Lo dichiarano i consiglieri regionali del Partito Democratico, Alessandro Franchi e Serena Spinelli, che annunciano di aver depositato una mozione in Consiglio per impegnare la Giunta toscana a contrastare l’ipotesi, avanzata dal ministero dell’Interno tramite la prefettura di Livorno, di realizzare un centro di primo soccorso e identificazione (cosiddetto “hotspot”) nel territorio comunale di Collesalvetti.
"Noi siamo nettamente contrari a questa strategia, anche perché, allontanare i luoghi di sbarco significa costringere persone già provate da viaggi drammatici a ulteriori ed estenuanti trasferimenti, con conseguenze negative sulla loro salute e dignità", aggiungono.

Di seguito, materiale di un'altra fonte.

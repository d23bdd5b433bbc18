use thiserror::Error;

use crate::controller::ControllerError;
use crate::model::{Metric, ResultType};

/// Measurement value recorded for controller timeouts.
pub const TIMEOUT_MESSAGE: &str = "Connection to controller timed out";

/// Faults inside a test case. These never leave [`super::TestCase::run`].
#[derive(Debug, Error)]
pub enum CaseError {
    #[error("Controller request timed out: {0}")]
    Timeout(#[source] ControllerError),

    #[error(transparent)]
    Controller(ControllerError),

    #[error("No controller available to run this test case")]
    NoController,

    #[error("{0}")]
    Unexpected(String),
}

/// Diagnostic classification recorded in the FAIL metric.
#[derive(Debug, Clone, Copy, PartialEq, Eq)]
pub enum FailureKind {
    Timeout,
    Generic,
}

impl CaseError {
    pub fn kind(&self) -> FailureKind {
        match self {
            CaseError::Timeout(_) => FailureKind::Timeout,
            _ => FailureKind::Generic,
        }
    }
}

impl From<ControllerError> for CaseError {
    fn from(err: ControllerError) -> Self {
        if err.is_timeout() {
            CaseError::Timeout(err)
        } else {
            CaseError::Controller(err)
        }
    }
}

/// The FAIL metric describing `err`.
///
/// `description` names the step that failed, e.g. "Failed to query NETCONF
/// topology from controller".
pub fn diagnostic_metric(err: &CaseError, description: &str) -> Metric {
    let value = match err.kind() {
        FailureKind::Timeout => TIMEOUT_MESSAGE.to_string(),
        FailureKind::Generic => err.to_string(),
    };
    Metric::new(description, ResultType::Fail).measure_text("Error", value)
}

#[cfg(test)]
mod tests {
    use super::*;

    #[test]
    fn test_timeout_is_classified() {
        let err: CaseError = ControllerError::Timeout {
            url: "https://odl/rests".into(),
            seconds: 10,
        }
        .into();
        assert_eq!(err.kind(), FailureKind::Timeout);

        let metric = diagnostic_metric(&err, "Failed to query");
        assert_eq!(metric.result, ResultType::Fail);
        assert_eq!(metric.measurements[0].values, vec![TIMEOUT_MESSAGE]);
    }

    #[test]
    fn test_generic_error_keeps_message() {
        let err: CaseError = ControllerError::Http {
            url: "https://odl/rests".into(),
            status: 500,
        }
        .into();
        assert_eq!(err.kind(), FailureKind::Generic);

        let metric = diagnostic_metric(&err, "Failed to query");
        assert!(metric.measurements[0].values[0].contains("500"));
    }
}
//! Per-run identity, output paths and metadata inputs.

use std::path::{Path, PathBuf};

use chrono::{DateTime, Utc};
use serde::de::DeserializeOwned;
use tracing::{debug, warn};
use uuid::Uuid;

/// Timestamp layout used in output file names.
pub const TIMESTAMP_FORMAT: &str = "%Y%m%dT%H%M%SZ";

/// Identity and output locations of one run.
#[derive(Debug, Clone)]
pub struct RunSession {
    pub test_id: String,
    pub started: DateTime<Utc>,
    pub timestamp: String,
    pub output_dir: PathBuf,
}

impl RunSession {
    pub fn new(output_dir: impl Into<PathBuf>) -> Self {
        let started = Utc::now();
        Self {
            test_id: Uuid::new_v4().to_string(),
            started,
            timestamp: started.format(TIMESTAMP_FORMAT).to_string(),
            output_dir: output_dir.into(),
        }
    }

    fn file(&self, prefix: &str, extension: &str) -> PathBuf {
        self.output_dir.join(format!(
            "{prefix}_{}_{}.{extension}",
            self.test_id, self.timestamp
        ))
    }

    /// Runner log, written by the logging layer.
    pub fn log_path(&self) -> PathBuf {
        self.file("log", "log")
    }

    pub fn simulator_log_path(&self) -> PathBuf {
        self.file("pynts-log", "log")
    }

    pub fn restconf_log_path(&self) -> PathBuf {
        self.file("restconf-debug", "json")
    }

    pub fn results_json_path(&self) -> PathBuf {
        self.file("results", "json")
    }

    pub fn archive_path(&self) -> PathBuf {
        self.file("results", "zip")
    }
}

/// File name of `path`, used as its location inside the archive.
pub fn archive_name(path: &Path) -> String {
    path.file_name()
        .map(|name| name.to_string_lossy().into_owned())
        .unwrap_or_else(|| path.to_string_lossy().into_owned())
}

/// Read a metadata file, falling back to `T::default()`.
///
/// A missing file is normal. An unreadable or malformed one is logged.
/// `.yaml`/`.yml` files are read as YAML, everything else as JSON.
pub fn load_metadata<T: DeserializeOwned + Default>(path: &Path) -> T {
    if !path.exists() {
        debug!(path = %path.display(), "Metadata file not found, using empty value");
        return T::default();
    }

    let content = match std::fs::read_to_string(path) {
        Ok(content) => content,
        Err(e) => {
            warn!(path = %path.display(), error = %e, "Failed to read metadata file");
            return T::default();
        }
    };

    let is_yaml = matches!(
        path.extension().and_then(|e| e.to_str()),
        Some("yaml") | Some("yml")
    );
    let parsed = if is_yaml {
        serde_yaml::from_str(&content).map_err(|e| e.to_string())
    } else {
        serde_json::from_str(&content).map_err(|e| e.to_string())
    };

    parsed.unwrap_or_else(|e| {
        warn!(path = %path.display(), error = %e, "Invalid metadata format");
        T::default()
    })
}

#[cfg(test)]
mod tests {
    use super::*;

    #[test]
    fn test_paths_share_id_and_timestamp() {
        let session = RunSession::new("out");
        let log = session.log_path();
        let name = archive_name(&log);

        assert!(log.starts_with("out"));
        assert!(name.starts_with("log_"));
        assert!(name.contains(&session.test_id));
        assert!(name.ends_with(&format!("{}.log", session.timestamp)));
        assert!(archive_name(&session.archive_path()).starts_with("results_"));
        assert!(archive_name(&session.simulator_log_path()).starts_with("pynts-log_"));
        assert!(archive_name(&session.restconf_log_path()).ends_with(".json"));
    }

    #[test]
    fn test_timestamp_format() {
        let session = RunSession::new("out");
        assert_eq!(session.timestamp.len(), 16);
        assert!(session.timestamp.ends_with('Z'));
        assert_eq!(&session.timestamp[8..9], "T");
    }
}
//! Tracing setup: human-readable output on stderr plus a plain-text run log.

use std::path::Path;

use tracing_appender::non_blocking::WorkerGuard;
use tracing_subscriber::{fmt, layer::SubscriberExt, util::SubscriberInitExt, EnvFilter};

/// Install the global subscriber.
///
/// `level` is a level name or an `EnvFilter` directive string; anything
/// unparseable falls back to `info`. When `log_file` is given every event is
/// also written there without ANSI colors. The returned guard flushes the
/// file on drop and must be held until the run ends.
pub fn init(level: &str, log_file: Option<&Path>) -> Option<WorkerGuard> {
    let filter = EnvFilter::try_new(level).unwrap_or_else(|_| EnvFilter::new("info"));

    let stderr_layer = fmt::layer()
        .with_writer(std::io::stderr)
        .with_target(false);

    let Some(path) = log_file else {
        tracing_subscriber::registry()
            .with(filter)
            .with(stderr_layer)
            .init();
        return None;
    };

    let dir = path.parent().unwrap_or_else(|| Path::new("."));
    let file_name = path.file_name().unwrap_or(path.as_os_str());
    let appender = tracing_appender::rolling::never(dir, file_name);
    let (writer, guard) = tracing_appender::non_blocking(appender);

    let file_layer = fmt::layer()
        .with_writer(writer)
        .with_ansi(false)
        .with_target(true)
        .with_line_number(true);

    tracing_subscriber::registry()
        .with(filter)
        .with(stderr_layer)
        .with(file_layer)
        .init();

    Some(guard)
}
//! NETCONF session count on the O-RU.

use serde_json::Value;
use tracing::{error, info};

use super::has_data;
use crate::model::{ExecutionResult, Measurement, Metric, ResultType, TestNote, TestStatus};
use crate::testcase::{CaseContext, CaseError, TestCase, TestCaseBase, TestCaseType, Verdict};

const ERROR_DESCRIPTION: &str = "Failed to query RESTCONF data from controller";
const SESSIONS_PATH: &str = "ietf-netconf-monitoring:netconf-state/sessions?content=nonconfig";
const SESSIONS_KEY: &str = "ietf-netconf-monitoring:sessions";

/// One session towards the controller and one towards the O-DU.
const MIN_SESSIONS: usize = 2;

pub struct NetconfSessions {
    base: TestCaseBase,
}

impl TestCaseType for NetconfSessions {
    const ID: Option<&'static str> = Some("003");
    const NAME: &'static str = "NETCONF Sessions Verification";
    const DESCRIPTION: &'static str = "Verify that the O-RU has at least two active NETCONF sessions (one towards the O-RU Controller and another towards the O-DU).";
    const CATEGORIES: &'static [&'static str] = &["basic", "netconf", "sessions"];
    const SUITE: &'static str = "NETCONF Sessions";

    fn create(ctx: CaseContext) -> Self {
        let mut base = TestCaseBase::new(ctx);
        base.set_status(TestStatus::ConditionallyMandatory);
        Self { base }
    }
}

impl NetconfSessions {
    fn execute(&self) -> Result<Verdict, CaseError> {
        let controller = self.base.controller()?;
        let mountpoint = self.base.settings().dut_mountpoint_name.as_str();

        let (status, data) = controller.fetch(&controller.mount_url(mountpoint, SESSIONS_PATH))?;
        let sessions = session_list(&data);
        let success = status == 200 && has_data(&data) && sessions.len() >= MIN_SESSIONS;

        if success {
            info!(count = sessions.len(), "Found enough NETCONF sessions");
        } else {
            error!(
                status,
                count = sessions.len(),
                "Expected at least {MIN_SESSIONS} NETCONF sessions"
            );
        }

        let result = ResultType::from_bool(success);
        let mut metric = Metric::new("NETCONF Sessions Verification", result)
            .measure_text("Status Code", status.to_string())
            .measure_text("Mountpoint Name", mountpoint);
        if status == 200 {
            metric = metric.measure_text("Session Count", sessions.len().to_string());
            for (i, session) in sessions.iter().enumerate() {
                metric = metric.measure(Measurement::text(
                    format!("Session {} Details", i + 1),
                    session_details(session),
                ));
            }
        }

        Ok(Verdict::new(result, vec![metric]))
    }
}

/// Entries of `ietf-netconf-monitoring:sessions/session`, empty if absent.
fn session_list(data: &Value) -> Vec<Value> {
    data.get(SESSIONS_KEY)
        .and_then(|sessions| sessions.get("session"))
        .and_then(Value::as_array)
        .cloned()
        .unwrap_or_default()
}

fn session_details(session: &Value) -> String {
    let field = |key: &str| match session.get(key) {
        Some(Value::String(s)) => s.clone(),
        Some(Value::Null) | None => "N/A".to_string(),
        Some(other) => other.to_string(),
    };
    format!(
        "ID: {}, User: {}, Host: {}, Transport: {}",
        field("session-id"),
        field("username"),
        field("source-host"),
        field("transport")
    )
}

impl TestCase for NetconfSessions {
    fn id(&self) -> &str {
        self.base.id()
    }

    fn run(&mut self) -> ExecutionResult {
        self.base.begin(TestNote::new(
            "Test Case Description",
            "This test verifies that the O-RU has at least two active NETCONF sessions by checking the ietf-netconf-monitoring YANG model exposed by the O-RU.",
        ));
        let outcome = self.execute();
        self.base.conclude(outcome, ERROR_DESCRIPTION)
    }
}

#[cfg(test)]
mod tests {
    use super::*;
    use serde_json::json;

    #[test]
    fn test_session_details_format() {
        let session = json!({
            "session-id": 12,
            "username": "oranuser",
            "source-host": "10.0.0.1",
            "transport": "ietf-netconf-monitoring:netconf-tls"
        });
        assert_eq!(
            session_details(&session),
            "ID: 12, User: oranuser, Host: 10.0.0.1, Transport: ietf-netconf-monitoring:netconf-tls"
        );
        assert!(session_details(&json!({})).starts_with("ID: N/A"));
    }

    #[test]
    fn test_session_list_missing_sections() {
        assert!(session_list(&json!({})).is_empty());
        assert!(session_list(&json!({SESSIONS_KEY: {}})).is_empty());
        assert_eq!(
            session_list(&json!({SESSIONS_KEY: {"session": [{}, {}]}})).len(),
            2
        );
    }
}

I consiglieri Dem sottolineano con forza la mancanza di dialogo istituzionale: "È inaccettabile che decisioni di tale impatto vengano ipotizzate senza un reale e preventivo coinvolgimento dei Comuni interessati. Una simile decisione determinerebbe una significativa alterazione degli equilibri locali, con ricadute pesanti sui servizi, sulla viabilità e sulla coesione sociale di un’area che non è attrezzata per questa specifica funzione. Bene hanno fatto i sindaci di Collesalvetti e Livorno, insieme all’assessora regionale competente, a esprimere immediatamente la propria contrarietà. Il principio di leale collaborazione tra Stato ed Enti locali non può essere calpestato in nome di una gestione emergenziale che continua a mostrare tutti i suoi limiti", aggiungono.
L’atto depositato da Franchi e Spinelli mette nel mirino anche l’attuale sistema nazionale dei centri per l’immigrazione, contrapponendolo all'esperienza della Regione Toscana.
"Il nostro modello si fonda storicamente sull’accoglienza diffusa, sulla collaborazione con il Terzo settore e sull’integrazione nei contesti territoriali. - dice Spinelli - L’approccio del Governo, basato sulla concentrazione dei migranti in grandi strutture, rischia di produrre solo marginalità e sovraccarico operativo".
Con la mozione, si chiede dunque alla Giunta Toscana di attivarsi presso il Governo affinché: venga definitivamente scongiurata l’ipotesi dell’hotspot a Collesalvetti; si proceda a una revisione organica della disciplina sui centri per l’immigrazione, superando la logica dell’emergenza in favore di modelli trasparenti, sostenibili e rispettosi dei diritti fondamentali della persona.
"Il territorio livornese ha sempre dimostrato grande responsabilità e solidarietà, come visto anche in occasione degli arrivi delle navi ONG. - conclude Franchi - Ma la solidarietà non si impone con decisioni calate dall'alto: si costruisce con la programmazione e il rispetto dei territori".